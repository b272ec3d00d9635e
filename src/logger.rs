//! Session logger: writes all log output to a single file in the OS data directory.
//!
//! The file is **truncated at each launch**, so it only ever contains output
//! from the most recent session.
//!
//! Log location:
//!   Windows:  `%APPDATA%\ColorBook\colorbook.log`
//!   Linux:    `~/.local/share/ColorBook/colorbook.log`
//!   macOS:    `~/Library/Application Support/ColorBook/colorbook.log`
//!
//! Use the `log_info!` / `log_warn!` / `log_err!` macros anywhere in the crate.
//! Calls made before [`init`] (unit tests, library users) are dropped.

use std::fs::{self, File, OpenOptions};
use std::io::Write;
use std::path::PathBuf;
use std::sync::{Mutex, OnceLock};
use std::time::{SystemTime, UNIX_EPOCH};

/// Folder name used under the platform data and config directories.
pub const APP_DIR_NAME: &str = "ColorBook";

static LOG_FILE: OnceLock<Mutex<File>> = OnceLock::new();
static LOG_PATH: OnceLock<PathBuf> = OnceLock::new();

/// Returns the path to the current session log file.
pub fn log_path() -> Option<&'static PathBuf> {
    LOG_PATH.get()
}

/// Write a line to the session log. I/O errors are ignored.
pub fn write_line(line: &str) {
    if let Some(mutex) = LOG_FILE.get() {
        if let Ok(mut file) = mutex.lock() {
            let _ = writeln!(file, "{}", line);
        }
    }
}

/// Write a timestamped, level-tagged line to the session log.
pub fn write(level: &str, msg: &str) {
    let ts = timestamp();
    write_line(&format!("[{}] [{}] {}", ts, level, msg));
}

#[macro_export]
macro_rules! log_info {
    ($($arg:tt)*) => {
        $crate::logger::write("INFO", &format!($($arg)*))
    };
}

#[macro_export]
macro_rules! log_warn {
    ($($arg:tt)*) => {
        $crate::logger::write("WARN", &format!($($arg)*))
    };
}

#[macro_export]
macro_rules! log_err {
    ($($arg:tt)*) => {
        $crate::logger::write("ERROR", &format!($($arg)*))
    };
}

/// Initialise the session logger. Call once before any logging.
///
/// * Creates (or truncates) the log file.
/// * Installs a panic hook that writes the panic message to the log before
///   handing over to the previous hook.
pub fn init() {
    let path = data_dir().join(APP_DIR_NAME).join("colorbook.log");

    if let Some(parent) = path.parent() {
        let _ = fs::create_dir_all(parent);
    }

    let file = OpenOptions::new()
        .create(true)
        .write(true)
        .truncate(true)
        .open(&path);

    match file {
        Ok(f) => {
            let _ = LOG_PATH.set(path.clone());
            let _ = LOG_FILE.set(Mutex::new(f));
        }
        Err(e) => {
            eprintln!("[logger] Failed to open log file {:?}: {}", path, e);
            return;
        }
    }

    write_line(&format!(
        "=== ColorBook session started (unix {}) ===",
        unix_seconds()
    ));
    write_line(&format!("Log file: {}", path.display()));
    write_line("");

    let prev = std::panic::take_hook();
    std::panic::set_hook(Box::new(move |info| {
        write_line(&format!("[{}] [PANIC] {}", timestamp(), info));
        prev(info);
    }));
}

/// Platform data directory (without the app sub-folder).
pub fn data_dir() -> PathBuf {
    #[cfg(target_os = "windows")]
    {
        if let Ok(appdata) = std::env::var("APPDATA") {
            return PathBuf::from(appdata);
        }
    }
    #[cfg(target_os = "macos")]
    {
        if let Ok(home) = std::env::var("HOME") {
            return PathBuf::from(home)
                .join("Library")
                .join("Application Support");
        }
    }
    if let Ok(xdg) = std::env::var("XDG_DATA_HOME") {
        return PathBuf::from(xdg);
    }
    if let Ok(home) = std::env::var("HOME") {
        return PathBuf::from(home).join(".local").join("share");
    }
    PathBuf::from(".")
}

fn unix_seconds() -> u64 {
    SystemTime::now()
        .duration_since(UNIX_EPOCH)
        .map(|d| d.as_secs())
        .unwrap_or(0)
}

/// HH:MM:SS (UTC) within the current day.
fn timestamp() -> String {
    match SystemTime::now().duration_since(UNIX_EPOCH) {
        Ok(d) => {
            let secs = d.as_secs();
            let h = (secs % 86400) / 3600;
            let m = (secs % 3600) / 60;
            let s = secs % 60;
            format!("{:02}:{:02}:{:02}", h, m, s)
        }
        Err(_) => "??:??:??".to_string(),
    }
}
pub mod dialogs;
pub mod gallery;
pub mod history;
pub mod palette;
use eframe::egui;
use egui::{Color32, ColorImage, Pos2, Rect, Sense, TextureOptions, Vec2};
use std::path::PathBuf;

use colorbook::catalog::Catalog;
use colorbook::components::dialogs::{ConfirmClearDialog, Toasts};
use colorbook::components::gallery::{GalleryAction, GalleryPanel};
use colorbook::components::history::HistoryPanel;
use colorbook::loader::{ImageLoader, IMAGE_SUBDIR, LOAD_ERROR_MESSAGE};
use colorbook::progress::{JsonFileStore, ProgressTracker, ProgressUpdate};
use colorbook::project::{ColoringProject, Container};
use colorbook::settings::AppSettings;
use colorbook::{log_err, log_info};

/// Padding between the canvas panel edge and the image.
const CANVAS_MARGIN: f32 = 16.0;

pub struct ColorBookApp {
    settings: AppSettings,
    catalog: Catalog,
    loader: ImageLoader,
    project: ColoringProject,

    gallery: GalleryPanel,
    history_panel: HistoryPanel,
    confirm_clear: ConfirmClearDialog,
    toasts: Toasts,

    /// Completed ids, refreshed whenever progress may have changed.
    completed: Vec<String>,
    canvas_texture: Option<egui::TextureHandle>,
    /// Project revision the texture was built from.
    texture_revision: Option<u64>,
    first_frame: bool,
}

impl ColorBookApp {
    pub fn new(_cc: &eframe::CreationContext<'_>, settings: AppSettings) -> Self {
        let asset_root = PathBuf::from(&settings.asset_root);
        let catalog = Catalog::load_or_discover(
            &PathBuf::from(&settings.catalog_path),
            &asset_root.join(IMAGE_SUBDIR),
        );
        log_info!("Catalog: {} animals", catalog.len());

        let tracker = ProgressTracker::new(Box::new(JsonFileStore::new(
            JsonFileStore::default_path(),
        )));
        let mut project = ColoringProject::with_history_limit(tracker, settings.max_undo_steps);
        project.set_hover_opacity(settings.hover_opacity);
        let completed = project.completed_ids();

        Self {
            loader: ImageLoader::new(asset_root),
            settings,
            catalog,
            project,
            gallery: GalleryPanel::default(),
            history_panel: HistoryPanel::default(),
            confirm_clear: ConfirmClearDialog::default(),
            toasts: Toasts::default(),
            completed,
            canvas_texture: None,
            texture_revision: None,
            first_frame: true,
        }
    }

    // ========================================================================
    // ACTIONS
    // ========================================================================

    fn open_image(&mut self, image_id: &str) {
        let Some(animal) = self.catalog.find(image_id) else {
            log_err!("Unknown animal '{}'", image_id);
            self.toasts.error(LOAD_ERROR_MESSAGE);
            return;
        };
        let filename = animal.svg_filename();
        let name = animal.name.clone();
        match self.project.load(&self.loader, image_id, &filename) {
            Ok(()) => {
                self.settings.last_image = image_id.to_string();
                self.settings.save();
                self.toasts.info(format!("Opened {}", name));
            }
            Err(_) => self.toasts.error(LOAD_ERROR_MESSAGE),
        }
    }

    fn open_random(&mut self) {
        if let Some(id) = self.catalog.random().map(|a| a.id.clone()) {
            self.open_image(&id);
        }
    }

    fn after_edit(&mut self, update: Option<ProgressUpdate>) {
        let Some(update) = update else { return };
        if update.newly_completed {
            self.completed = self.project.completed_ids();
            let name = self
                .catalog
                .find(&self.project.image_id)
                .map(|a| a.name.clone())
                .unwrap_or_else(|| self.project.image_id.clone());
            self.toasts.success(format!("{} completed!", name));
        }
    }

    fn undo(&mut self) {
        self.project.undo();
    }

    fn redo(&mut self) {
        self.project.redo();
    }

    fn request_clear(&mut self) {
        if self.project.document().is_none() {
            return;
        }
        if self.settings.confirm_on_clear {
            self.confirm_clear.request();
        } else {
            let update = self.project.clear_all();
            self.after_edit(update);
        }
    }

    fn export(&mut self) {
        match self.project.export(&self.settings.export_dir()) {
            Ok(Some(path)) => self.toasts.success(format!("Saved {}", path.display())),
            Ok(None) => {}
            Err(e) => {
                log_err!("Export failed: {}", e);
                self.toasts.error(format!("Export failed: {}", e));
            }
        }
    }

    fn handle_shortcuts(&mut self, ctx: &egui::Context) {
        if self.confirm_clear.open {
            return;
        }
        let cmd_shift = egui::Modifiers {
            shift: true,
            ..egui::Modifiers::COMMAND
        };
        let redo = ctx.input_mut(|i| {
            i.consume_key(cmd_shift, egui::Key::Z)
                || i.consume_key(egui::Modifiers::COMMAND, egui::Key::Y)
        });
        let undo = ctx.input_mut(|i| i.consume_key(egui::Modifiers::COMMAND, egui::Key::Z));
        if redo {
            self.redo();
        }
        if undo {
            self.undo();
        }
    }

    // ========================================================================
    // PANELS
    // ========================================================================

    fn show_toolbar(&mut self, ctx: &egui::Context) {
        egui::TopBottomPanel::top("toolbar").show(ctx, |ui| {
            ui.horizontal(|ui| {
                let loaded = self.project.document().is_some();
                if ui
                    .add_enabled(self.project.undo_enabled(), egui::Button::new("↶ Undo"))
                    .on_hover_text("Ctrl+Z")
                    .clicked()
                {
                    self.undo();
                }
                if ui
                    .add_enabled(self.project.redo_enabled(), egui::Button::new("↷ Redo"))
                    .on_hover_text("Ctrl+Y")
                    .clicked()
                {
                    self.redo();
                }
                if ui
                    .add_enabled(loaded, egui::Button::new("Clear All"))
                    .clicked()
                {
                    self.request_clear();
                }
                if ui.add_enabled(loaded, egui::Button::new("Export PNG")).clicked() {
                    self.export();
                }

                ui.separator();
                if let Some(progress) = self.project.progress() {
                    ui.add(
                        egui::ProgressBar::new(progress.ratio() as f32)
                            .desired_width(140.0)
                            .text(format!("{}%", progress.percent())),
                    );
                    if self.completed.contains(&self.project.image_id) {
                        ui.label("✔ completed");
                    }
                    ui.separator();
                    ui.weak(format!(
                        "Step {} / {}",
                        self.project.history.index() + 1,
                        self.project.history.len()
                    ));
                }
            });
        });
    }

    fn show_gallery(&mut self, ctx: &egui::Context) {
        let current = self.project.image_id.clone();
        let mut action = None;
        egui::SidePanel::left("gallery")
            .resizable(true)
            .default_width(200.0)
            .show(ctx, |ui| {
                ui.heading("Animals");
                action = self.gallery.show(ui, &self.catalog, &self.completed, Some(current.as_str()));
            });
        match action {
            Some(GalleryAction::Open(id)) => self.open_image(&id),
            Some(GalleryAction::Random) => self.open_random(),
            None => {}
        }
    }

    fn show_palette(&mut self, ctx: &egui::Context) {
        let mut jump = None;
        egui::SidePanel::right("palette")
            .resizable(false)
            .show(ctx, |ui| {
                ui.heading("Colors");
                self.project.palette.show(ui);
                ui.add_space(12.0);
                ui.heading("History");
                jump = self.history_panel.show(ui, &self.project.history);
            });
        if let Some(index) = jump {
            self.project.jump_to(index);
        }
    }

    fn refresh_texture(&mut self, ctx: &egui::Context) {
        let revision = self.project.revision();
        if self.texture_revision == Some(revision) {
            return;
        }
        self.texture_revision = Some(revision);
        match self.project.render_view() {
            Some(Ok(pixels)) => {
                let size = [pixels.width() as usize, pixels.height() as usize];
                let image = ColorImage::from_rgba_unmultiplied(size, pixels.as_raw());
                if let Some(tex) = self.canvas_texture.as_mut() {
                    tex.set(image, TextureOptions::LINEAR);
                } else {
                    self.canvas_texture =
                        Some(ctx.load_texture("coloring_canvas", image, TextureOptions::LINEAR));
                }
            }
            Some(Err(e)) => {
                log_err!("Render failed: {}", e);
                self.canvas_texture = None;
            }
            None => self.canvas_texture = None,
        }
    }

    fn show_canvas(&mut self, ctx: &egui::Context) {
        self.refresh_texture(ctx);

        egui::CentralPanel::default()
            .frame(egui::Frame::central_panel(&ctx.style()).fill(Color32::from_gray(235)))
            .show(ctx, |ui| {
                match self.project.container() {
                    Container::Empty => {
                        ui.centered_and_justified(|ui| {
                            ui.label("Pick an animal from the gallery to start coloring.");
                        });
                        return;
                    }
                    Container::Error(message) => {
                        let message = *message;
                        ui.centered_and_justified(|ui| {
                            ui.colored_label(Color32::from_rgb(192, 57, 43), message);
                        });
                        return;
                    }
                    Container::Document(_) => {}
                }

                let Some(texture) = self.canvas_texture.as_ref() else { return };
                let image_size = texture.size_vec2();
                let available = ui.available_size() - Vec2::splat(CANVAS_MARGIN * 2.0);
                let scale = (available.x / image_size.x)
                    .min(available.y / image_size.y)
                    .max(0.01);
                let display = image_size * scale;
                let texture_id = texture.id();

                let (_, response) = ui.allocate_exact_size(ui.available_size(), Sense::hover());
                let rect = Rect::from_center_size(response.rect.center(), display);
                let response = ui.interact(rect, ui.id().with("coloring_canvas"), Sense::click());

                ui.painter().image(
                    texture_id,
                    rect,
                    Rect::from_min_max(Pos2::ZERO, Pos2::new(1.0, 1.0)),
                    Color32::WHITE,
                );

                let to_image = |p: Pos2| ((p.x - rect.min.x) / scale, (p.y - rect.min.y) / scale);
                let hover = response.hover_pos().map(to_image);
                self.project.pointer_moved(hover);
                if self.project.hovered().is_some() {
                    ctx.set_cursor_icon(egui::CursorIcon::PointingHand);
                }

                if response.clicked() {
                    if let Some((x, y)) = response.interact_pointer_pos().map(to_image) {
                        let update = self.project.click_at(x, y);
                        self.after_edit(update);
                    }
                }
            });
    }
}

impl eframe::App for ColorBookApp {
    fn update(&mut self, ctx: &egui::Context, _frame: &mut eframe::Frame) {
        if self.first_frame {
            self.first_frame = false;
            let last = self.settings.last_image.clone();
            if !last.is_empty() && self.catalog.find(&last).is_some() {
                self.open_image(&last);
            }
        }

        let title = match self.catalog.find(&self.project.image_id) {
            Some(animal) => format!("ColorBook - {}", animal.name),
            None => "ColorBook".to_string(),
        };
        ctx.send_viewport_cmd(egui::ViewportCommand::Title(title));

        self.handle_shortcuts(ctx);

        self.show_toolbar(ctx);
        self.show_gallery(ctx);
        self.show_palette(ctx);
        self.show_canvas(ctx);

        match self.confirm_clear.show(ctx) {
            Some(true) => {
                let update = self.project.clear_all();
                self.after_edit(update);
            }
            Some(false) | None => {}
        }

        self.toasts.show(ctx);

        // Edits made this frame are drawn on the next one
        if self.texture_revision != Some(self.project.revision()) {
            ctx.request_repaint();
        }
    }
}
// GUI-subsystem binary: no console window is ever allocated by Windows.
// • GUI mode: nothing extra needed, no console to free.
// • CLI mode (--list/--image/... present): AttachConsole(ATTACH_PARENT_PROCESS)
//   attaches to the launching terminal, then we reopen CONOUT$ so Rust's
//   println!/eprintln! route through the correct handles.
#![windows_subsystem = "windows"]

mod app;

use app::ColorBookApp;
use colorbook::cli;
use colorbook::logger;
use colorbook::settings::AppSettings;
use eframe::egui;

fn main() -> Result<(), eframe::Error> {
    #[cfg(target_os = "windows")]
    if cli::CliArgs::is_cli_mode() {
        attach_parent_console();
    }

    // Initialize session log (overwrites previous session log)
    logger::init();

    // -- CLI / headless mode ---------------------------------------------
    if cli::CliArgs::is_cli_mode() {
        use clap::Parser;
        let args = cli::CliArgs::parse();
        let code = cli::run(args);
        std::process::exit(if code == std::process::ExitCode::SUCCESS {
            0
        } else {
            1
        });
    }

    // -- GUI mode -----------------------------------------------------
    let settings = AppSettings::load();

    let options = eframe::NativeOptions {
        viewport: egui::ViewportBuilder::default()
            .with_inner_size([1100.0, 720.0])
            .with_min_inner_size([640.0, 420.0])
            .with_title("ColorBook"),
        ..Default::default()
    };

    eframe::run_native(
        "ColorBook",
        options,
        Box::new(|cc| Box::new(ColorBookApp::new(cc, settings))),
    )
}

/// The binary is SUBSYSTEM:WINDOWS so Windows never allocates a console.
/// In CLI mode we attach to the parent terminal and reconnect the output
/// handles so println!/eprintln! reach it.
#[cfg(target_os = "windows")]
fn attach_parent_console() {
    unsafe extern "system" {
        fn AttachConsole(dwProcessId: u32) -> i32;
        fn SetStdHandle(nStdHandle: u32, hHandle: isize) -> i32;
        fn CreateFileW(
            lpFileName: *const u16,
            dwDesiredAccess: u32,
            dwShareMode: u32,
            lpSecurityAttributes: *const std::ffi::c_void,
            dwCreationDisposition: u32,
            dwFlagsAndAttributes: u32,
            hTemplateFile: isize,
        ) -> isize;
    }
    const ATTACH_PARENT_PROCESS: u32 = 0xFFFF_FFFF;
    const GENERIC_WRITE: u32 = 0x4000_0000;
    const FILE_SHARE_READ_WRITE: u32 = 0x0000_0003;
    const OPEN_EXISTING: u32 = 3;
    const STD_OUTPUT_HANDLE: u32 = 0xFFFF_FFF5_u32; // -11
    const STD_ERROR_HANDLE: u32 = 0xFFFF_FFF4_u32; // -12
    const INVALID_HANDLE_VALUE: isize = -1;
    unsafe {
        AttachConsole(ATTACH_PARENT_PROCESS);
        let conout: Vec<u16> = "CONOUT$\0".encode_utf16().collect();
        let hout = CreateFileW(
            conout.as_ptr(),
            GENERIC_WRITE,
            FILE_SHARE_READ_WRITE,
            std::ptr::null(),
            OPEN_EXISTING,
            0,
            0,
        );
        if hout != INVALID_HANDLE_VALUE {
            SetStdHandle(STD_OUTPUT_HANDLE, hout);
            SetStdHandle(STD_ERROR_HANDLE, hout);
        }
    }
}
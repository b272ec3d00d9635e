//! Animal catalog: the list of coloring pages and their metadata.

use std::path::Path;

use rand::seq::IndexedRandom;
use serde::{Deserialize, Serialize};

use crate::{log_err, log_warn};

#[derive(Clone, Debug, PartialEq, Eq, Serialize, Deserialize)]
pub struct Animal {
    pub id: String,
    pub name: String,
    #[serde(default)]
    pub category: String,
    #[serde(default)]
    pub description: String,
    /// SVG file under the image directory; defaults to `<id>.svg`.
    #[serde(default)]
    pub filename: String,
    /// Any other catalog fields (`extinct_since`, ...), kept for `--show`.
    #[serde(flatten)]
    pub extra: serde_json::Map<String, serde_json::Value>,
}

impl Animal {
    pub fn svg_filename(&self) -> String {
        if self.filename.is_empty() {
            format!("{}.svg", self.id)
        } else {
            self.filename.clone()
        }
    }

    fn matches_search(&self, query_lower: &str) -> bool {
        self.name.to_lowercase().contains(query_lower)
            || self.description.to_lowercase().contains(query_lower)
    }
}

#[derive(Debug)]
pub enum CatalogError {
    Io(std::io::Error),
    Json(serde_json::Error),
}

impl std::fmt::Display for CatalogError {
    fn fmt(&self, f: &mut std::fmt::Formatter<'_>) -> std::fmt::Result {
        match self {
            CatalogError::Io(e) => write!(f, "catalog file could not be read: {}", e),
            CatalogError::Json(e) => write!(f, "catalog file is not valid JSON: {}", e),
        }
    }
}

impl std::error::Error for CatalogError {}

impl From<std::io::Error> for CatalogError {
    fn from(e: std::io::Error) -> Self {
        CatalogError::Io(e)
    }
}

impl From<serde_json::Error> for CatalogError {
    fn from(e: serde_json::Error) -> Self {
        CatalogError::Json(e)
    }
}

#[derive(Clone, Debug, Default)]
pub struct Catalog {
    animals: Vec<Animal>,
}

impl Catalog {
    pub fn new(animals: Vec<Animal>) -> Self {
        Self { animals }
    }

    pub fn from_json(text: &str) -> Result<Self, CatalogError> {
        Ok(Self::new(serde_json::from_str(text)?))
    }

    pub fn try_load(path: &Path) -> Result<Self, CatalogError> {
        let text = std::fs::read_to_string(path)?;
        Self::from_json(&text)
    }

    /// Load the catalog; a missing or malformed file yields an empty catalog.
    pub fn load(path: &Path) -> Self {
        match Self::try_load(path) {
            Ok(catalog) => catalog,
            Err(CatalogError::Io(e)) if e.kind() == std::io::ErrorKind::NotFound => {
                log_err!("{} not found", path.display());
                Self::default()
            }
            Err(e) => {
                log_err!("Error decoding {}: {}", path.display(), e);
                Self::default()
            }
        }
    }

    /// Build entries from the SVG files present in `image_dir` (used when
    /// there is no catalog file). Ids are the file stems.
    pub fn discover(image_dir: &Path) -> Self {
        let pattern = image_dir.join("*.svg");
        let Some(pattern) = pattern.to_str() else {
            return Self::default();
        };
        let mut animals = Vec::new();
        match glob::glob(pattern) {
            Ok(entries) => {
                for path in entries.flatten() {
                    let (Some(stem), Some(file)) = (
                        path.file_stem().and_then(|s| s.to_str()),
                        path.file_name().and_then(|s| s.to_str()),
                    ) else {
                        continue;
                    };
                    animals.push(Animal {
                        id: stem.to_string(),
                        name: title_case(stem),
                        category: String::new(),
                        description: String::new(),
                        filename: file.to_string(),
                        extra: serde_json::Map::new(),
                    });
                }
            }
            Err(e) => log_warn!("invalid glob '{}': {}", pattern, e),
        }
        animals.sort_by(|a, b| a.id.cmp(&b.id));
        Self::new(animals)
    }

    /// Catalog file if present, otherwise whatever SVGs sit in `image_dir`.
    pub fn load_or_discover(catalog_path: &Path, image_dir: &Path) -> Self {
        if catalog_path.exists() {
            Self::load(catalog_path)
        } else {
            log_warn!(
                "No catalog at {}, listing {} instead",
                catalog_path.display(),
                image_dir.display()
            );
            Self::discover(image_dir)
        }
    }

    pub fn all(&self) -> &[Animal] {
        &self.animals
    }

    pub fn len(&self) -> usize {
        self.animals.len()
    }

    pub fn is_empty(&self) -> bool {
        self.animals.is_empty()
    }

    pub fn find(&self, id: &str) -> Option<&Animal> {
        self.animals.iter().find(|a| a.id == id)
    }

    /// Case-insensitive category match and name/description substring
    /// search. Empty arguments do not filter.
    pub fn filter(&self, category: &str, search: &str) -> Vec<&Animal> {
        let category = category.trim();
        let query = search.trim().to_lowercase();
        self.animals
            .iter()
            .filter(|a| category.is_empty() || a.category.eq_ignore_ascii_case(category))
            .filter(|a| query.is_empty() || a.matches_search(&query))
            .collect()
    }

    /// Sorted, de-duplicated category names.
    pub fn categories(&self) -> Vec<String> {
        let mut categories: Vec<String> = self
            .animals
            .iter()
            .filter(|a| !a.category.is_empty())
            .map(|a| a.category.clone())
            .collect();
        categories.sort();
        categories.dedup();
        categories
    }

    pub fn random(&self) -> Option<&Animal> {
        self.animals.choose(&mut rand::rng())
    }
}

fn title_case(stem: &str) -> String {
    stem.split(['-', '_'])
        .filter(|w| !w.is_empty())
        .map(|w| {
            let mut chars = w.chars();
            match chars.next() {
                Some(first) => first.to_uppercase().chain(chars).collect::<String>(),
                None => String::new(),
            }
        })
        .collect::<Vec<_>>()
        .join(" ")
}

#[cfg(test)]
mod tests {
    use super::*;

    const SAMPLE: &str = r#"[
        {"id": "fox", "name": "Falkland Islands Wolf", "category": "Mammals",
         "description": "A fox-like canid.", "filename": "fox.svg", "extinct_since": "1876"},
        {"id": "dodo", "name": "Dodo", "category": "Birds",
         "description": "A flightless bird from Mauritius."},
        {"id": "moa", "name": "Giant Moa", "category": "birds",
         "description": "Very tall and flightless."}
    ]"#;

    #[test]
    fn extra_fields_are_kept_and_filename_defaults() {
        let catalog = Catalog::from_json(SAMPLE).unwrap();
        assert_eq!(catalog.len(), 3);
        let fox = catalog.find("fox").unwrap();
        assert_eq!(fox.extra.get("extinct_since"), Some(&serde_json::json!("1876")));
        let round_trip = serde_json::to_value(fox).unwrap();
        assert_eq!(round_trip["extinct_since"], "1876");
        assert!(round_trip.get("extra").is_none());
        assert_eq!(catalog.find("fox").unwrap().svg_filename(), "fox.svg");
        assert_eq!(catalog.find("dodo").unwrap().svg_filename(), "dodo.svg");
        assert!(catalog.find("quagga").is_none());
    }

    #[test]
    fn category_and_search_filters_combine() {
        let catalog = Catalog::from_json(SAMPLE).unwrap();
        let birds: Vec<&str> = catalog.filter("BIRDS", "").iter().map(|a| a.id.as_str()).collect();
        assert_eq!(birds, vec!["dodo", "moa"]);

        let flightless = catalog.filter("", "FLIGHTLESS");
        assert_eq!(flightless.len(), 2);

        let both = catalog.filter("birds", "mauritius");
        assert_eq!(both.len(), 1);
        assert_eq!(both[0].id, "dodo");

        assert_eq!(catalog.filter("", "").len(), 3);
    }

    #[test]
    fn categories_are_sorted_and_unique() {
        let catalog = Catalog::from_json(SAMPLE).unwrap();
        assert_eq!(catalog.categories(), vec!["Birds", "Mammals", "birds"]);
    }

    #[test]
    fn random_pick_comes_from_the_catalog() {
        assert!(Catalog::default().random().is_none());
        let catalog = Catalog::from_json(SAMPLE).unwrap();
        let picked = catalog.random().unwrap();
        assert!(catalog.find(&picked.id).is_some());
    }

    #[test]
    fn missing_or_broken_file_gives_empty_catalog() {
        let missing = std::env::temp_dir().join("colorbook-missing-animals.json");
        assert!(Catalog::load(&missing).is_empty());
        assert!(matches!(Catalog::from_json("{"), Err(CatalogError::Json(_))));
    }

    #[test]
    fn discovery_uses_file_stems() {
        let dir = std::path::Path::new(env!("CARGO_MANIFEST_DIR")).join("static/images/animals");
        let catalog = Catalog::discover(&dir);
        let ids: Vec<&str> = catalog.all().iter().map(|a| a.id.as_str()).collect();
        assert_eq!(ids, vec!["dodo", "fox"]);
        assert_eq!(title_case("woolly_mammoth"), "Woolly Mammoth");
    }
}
______________________________
WORK REQUIRED:
Repeat only the lines above, from the first line of the entries through the line that contains "use std::io::Write;", including both ends.

EXERCISE RESULT:
repository b272ec3d00d9635e
filename src/logger.rs
//! Session logger: writes all log output to a single file in the OS data directory.
//!
//! The file is **truncated at each launch**, so it only ever contains output
//! from the most recent session.
//!
//! Log location:
//!   Windows:  `%APPDATA%\ColorBook\colorbook.log`
//!   Linux:    `~/.local/share/ColorBook/colorbook.log`
//!   macOS:    `~/Library/Application Support/ColorBook/colorbook.log`
//!
//! Use the `log_info!` / `log_warn!` / `log_err!` macros anywhere in the crate.
//! Calls made before [`init`] (unit tests, library users) are dropped.

use std::fs::{self, File, OpenOptions};
use std::io::Write;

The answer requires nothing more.